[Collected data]

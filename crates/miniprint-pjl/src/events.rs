// SPDX-License-Identifier: PMPL-1.0-or-later
// Copyright (c) 2026 Jonathan D.A. Jewell (hyperpolymath) <jonathan.jewell@open.ac.uk>
//
// Session event reporting.
//
// Sessions never log through a process-wide logger.  Every observation is
// turned into an `EventRecord` and handed to an `EventSink` injected at
// construction time.  The sinks here cover the usual deployments:
//
//   - `TracingSink`    -- forwards to `tracing` (console / log file)
//   - `JsonLinesSink`  -- append-only JSON journal for offline analysis
//   - `MemorySink`     -- keeps records in memory (embedding, tests)
//   - `FanoutSink`     -- sends every record to several sinks

use std::fmt;
use std::fs::{File, OpenOptions};
use std::io::Write;
use std::net::SocketAddr;
use std::path::Path;
use std::sync::{Arc, Mutex};

use chrono::{DateTime, Utc};
use serde::Serialize;
use sha2::{Digest, Sha256};
use tracing::{debug, error, info, warn};
use uuid::Uuid;

use miniprint_core::error::{MiniprintError, Result};

// ---------------------------------------------------------------------------
// Events
// ---------------------------------------------------------------------------

/// Why a session ended.
#[derive(Debug, Clone, PartialEq, Eq, Serialize)]
#[serde(tag = "kind", content = "detail", rename_all = "kebab-case")]
pub enum CloseReason {
    /// Nothing arrived within the idle timeout.
    IdleTimeout,
    /// Data arrived but framed to zero commands.
    EmptyRequest,
    /// The peer closed the connection (zero-byte read).
    ClientClosed,
    /// The read itself failed.
    ReceiveError(String),
    /// The request was not valid text.
    DecodeError(String),
    /// Writing the response failed.
    SendError(String),
}

impl fmt::Display for CloseReason {
    fn fmt(&self, f: &mut fmt::Formatter<'_>) -> fmt::Result {
        match self {
            Self::IdleTimeout => write!(f, "idle timeout"),
            Self::EmptyRequest => write!(f, "empty request"),
            Self::ClientClosed => write!(f, "client closed connection - possible port scan"),
            Self::ReceiveError(e) => write!(f, "receive error: {e}"),
            Self::DecodeError(e) => write!(f, "decode error: {e}"),
            Self::SendError(e) => write!(f, "send error: {e}"),
        }
    }
}

/// Something observed during a session.
#[derive(Debug, Clone, PartialEq, Eq, Serialize)]
#[serde(tag = "event", rename_all = "kebab-case")]
pub enum SessionEvent {
    ConnectionOpened,
    ConnectionClosed {
        reason: CloseReason,
        /// Requests answered before the close.
        requests: u64,
    },
    RequestReceived {
        /// Payload, lossily decoded.
        raw: String,
        bytes: usize,
        /// SHA-256 of the exact bytes received, hex encoded.
        sha256: String,
    },
    ResponseSent {
        raw: String,
        bytes: usize,
    },
    CommandUnknown {
        verb: String,
        parameters: String,
    },
    HandlerError {
        verb: String,
        detail: String,
    },
}

impl SessionEvent {
    /// Build a `RequestReceived` event for the bytes of one read.
    pub fn request(bytes: &[u8]) -> Self {
        Self::RequestReceived {
            raw: String::from_utf8_lossy(bytes).into_owned(),
            bytes: bytes.len(),
            sha256: hex::encode(Sha256::digest(bytes)),
        }
    }

    pub fn response(raw: &str) -> Self {
        Self::ResponseSent {
            raw: raw.to_string(),
            bytes: raw.len(),
        }
    }
}

/// A `SessionEvent` with the context needed to correlate it.
#[derive(Debug, Clone, Serialize)]
pub struct EventRecord {
    pub timestamp: DateTime<Utc>,
    pub session_id: Uuid,
    pub peer: SocketAddr,
    #[serde(flatten)]
    pub event: SessionEvent,
}

impl EventRecord {
    pub fn new(session_id: Uuid, peer: SocketAddr, event: SessionEvent) -> Self {
        Self {
            timestamp: Utc::now(),
            session_id,
            peer,
            event,
        }
    }
}

// ---------------------------------------------------------------------------
// Sinks
// ---------------------------------------------------------------------------

/// Destination for session events.  Shared by every session, so
/// implementations must tolerate concurrent calls.
pub trait EventSink: Send + Sync {
    fn record(&self, record: &EventRecord);
}

/// Forwards events to `tracing`.
#[derive(Debug, Default, Clone, Copy)]
pub struct TracingSink;

impl EventSink for TracingSink {
    fn record(&self, record: &EventRecord) {
        let session = &record.session_id;
        let peer = &record.peer;
        match &record.event {
            SessionEvent::ConnectionOpened => {
                info!(%session, %peer, "connection opened");
            }
            SessionEvent::ConnectionClosed { reason, requests } => match reason {
                CloseReason::ReceiveError(_)
                | CloseReason::DecodeError(_)
                | CloseReason::SendError(_) => {
                    warn!(%session, %peer, %reason, requests, "connection closed");
                }
                _ => {
                    info!(%session, %peer, %reason, requests, "connection closed");
                }
            },
            SessionEvent::RequestReceived { raw, bytes, sha256 } => {
                debug!(%session, %peer, ?raw, bytes, %sha256, "request received");
            }
            SessionEvent::ResponseSent { raw, bytes } => {
                info!(%session, %peer, ?raw, bytes, "response sent");
            }
            SessionEvent::CommandUnknown { verb, parameters } => {
                warn!(%session, %peer, %verb, ?parameters, "unknown command");
            }
            SessionEvent::HandlerError { verb, detail } => {
                error!(%session, %peer, %verb, %detail, "command handler failed");
            }
        }
    }
}

/// Appends one JSON object per event to a file.
#[derive(Debug)]
pub struct JsonLinesSink {
    file: Mutex<File>,
}

impl JsonLinesSink {
    /// Open (or create) `path` for appending.
    pub fn open(path: impl AsRef<Path>) -> Result<Self> {
        let path = path.as_ref();
        let file = OpenOptions::new()
            .create(true)
            .append(true)
            .open(path)
            .map_err(|e| MiniprintError::Journal(format!("open {}: {e}", path.display())))?;
        Ok(Self {
            file: Mutex::new(file),
        })
    }
}

impl EventSink for JsonLinesSink {
    fn record(&self, record: &EventRecord) {
        let line = match serde_json::to_string(record) {
            Ok(line) => line,
            Err(e) => {
                warn!(error = %e, "failed to serialize event record");
                return;
            }
        };
        let Ok(mut file) = self.file.lock() else {
            warn!("event journal lock poisoned -- record dropped");
            return;
        };
        if let Err(e) = writeln!(file, "{line}").and_then(|_| file.flush()) {
            warn!(error = %e, "failed to append to event journal");
        }
    }
}

/// Keeps every record in memory.
#[derive(Debug, Default)]
pub struct MemorySink {
    records: Mutex<Vec<EventRecord>>,
}

impl MemorySink {
    pub fn new() -> Self {
        Self::default()
    }

    /// Snapshot of everything recorded so far.
    pub fn records(&self) -> Vec<EventRecord> {
        self.records
            .lock()
            .map(|records| records.clone())
            .unwrap_or_default()
    }

    /// Just the events, in order.
    pub fn events(&self) -> Vec<SessionEvent> {
        self.records().into_iter().map(|r| r.event).collect()
    }
}

impl EventSink for MemorySink {
    fn record(&self, record: &EventRecord) {
        if let Ok(mut records) = self.records.lock() {
            records.push(record.clone());
        }
    }
}

/// Sends each record to every inner sink, in order.
#[derive(Default, Clone)]
pub struct FanoutSink {
    sinks: Vec<Arc<dyn EventSink>>,
}

impl FanoutSink {
    pub fn new() -> Self {
        Self::default()
    }

    pub fn with(mut self, sink: Arc<dyn EventSink>) -> Self {
        self.sinks.push(sink);
        self
    }

    pub fn len(&self) -> usize {
        self.sinks.len()
    }

    pub fn is_empty(&self) -> bool {
        self.sinks.is_empty()
    }
}

impl EventSink for FanoutSink {
    fn record(&self, record: &EventRecord) {
        for sink in &self.sinks {
            sink.record(record);
        }
    }
}

// ---------------------------------------------------------------------------
// Tests
// ---------------------------------------------------------------------------

#[cfg(test)]
mod tests {
    use super::*;

    fn peer() -> SocketAddr {
        "192.0.2.7:40000".parse().unwrap()
    }

    #[test]
    fn request_event_fingerprints_payload() {
        let event = SessionEvent::request(b"@PJL INFO ID\r\n");
        let SessionEvent::RequestReceived { raw, bytes, sha256 } = event else {
            panic!("expected RequestReceived");
        };
        assert_eq!(raw, "@PJL INFO ID\r\n");
        assert_eq!(bytes, 14);
        assert_eq!(sha256.len(), 64);
        assert_eq!(
            sha256,
            hex::encode(Sha256::digest(b"@PJL INFO ID\r\n"))
        );
    }

    #[test]
    fn request_event_tolerates_invalid_utf8() {
        let SessionEvent::RequestReceived { raw, bytes, .. } = SessionEvent::request(&[0xff, b'A'])
        else {
            panic!("expected RequestReceived");
        };
        assert_eq!(bytes, 2);
        assert!(raw.ends_with('A'));
    }

    #[test]
    fn record_serializes_flat() {
        let record = EventRecord::new(
            Uuid::nil(),
            peer(),
            SessionEvent::ConnectionClosed {
                reason: CloseReason::IdleTimeout,
                requests: 3,
            },
        );
        let json: serde_json::Value = serde_json::to_value(&record).unwrap();
        assert_eq!(json["event"], "connection-closed");
        assert_eq!(json["reason"]["kind"], "idle-timeout");
        assert_eq!(json["requests"], 3);
        assert_eq!(json["peer"], "192.0.2.7:40000");
    }

    #[test]
    fn close_reason_display_mentions_scan() {
        assert!(CloseReason::ClientClosed.to_string().contains("possible port scan"));
        assert_eq!(
            CloseReason::DecodeError("bad".into()).to_string(),
            "decode error: bad"
        );
    }

    #[test]
    fn memory_sink_keeps_order() {
        let sink = MemorySink::new();
        sink.record(&EventRecord::new(Uuid::nil(), peer(), SessionEvent::ConnectionOpened));
        sink.record(&EventRecord::new(
            Uuid::nil(),
            peer(),
            SessionEvent::response("@PJL"),
        ));
        let events = sink.events();
        assert_eq!(events.len(), 2);
        assert_eq!(events[0], SessionEvent::ConnectionOpened);
        assert!(matches!(events[1], SessionEvent::ResponseSent { bytes: 4, .. }));
    }

    #[test]
    fn fanout_reaches_every_sink() {
        let a = Arc::new(MemorySink::new());
        let b = Arc::new(MemorySink::new());
        let fanout = FanoutSink::new().with(a.clone()).with(b.clone());
        assert_eq!(fanout.len(), 2);

        fanout.record(&EventRecord::new(Uuid::nil(), peer(), SessionEvent::ConnectionOpened));
        assert_eq!(a.events().len(), 1);
        assert_eq!(b.events().len(), 1);
    }

    #[test]
    fn json_lines_sink_appends() {
        let dir = tempfile::tempdir().unwrap();
        let path = dir.path().join("events.jsonl");

        let sink = JsonLinesSink::open(&path).unwrap();
        sink.record(&EventRecord::new(Uuid::nil(), peer(), SessionEvent::ConnectionOpened));
        sink.record(&EventRecord::new(
            Uuid::nil(),
            peer(),
            SessionEvent::CommandUnknown {
                verb: "SET".into(),
                parameters: "COPIES=2".into(),
            },
        ));
        drop(sink);

        // Reopening appends rather than truncating.
        let sink = JsonLinesSink::open(&path).unwrap();
        sink.record(&EventRecord::new(Uuid::nil(), peer(), SessionEvent::ConnectionOpened));

        let contents = std::fs::read_to_string(&path).unwrap();
        let lines: Vec<_> = contents.lines().collect();
        assert_eq!(lines.len(), 3);
        let second: serde_json::Value = serde_json::from_str(lines[1]).unwrap();
        assert_eq!(second["event"], "command-unknown");
        assert_eq!(second["verb"], "SET");
    }
}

◆ WHAT YOU ARE ASKED TO DO: Please copy, word for word, every line from the first line of the records through the line containing "not valid text.", with both of those lines included and nothing else.

◆ SOLUTION TO THE EXERCISE:
filename crates/miniprint-pjl/src/events.rs
// SPDX-License-Identifier: PMPL-1.0-or-later
// Copyright (c) 2026 Jonathan D.A. Jewell (hyperpolymath) <jonathan.jewell@open.ac.uk>
//
// Session event reporting.
//
// Sessions never log through a process-wide logger.  Every observation is
// turned into an `EventRecord` and handed to an `EventSink` injected at
// construction time.  The sinks here cover the usual deployments:
//
//   - `TracingSink`    -- forwards to `tracing` (console / log file)
//   - `JsonLinesSink`  -- append-only JSON journal for offline analysis
//   - `MemorySink`     -- keeps records in memory (embedding, tests)
//   - `FanoutSink`     -- sends every record to several sinks

use std::fmt;
use std::fs::{File, OpenOptions};
use std::io::Write;
use std::net::SocketAddr;
use std::path::Path;
use std::sync::{Arc, Mutex};

use chrono::{DateTime, Utc};
use serde::Serialize;
use sha2::{Digest, Sha256};
use tracing::{debug, error, info, warn};
use uuid::Uuid;

use miniprint_core::error::{MiniprintError, Result};

// ---------------------------------------------------------------------------
// Events
// ---------------------------------------------------------------------------

/// Why a session ended.
#[derive(Debug, Clone, PartialEq, Eq, Serialize)]
#[serde(tag = "kind", content = "detail", rename_all = "kebab-case")]
pub enum CloseReason {
    /// Nothing arrived within the idle timeout.
    IdleTimeout,
    /// Data arrived but framed to zero commands.
    EmptyRequest,
    /// The peer closed the connection (zero-byte read).
    ClientClosed,
    /// The read itself failed.
    ReceiveError(String),
    /// The request was not valid text.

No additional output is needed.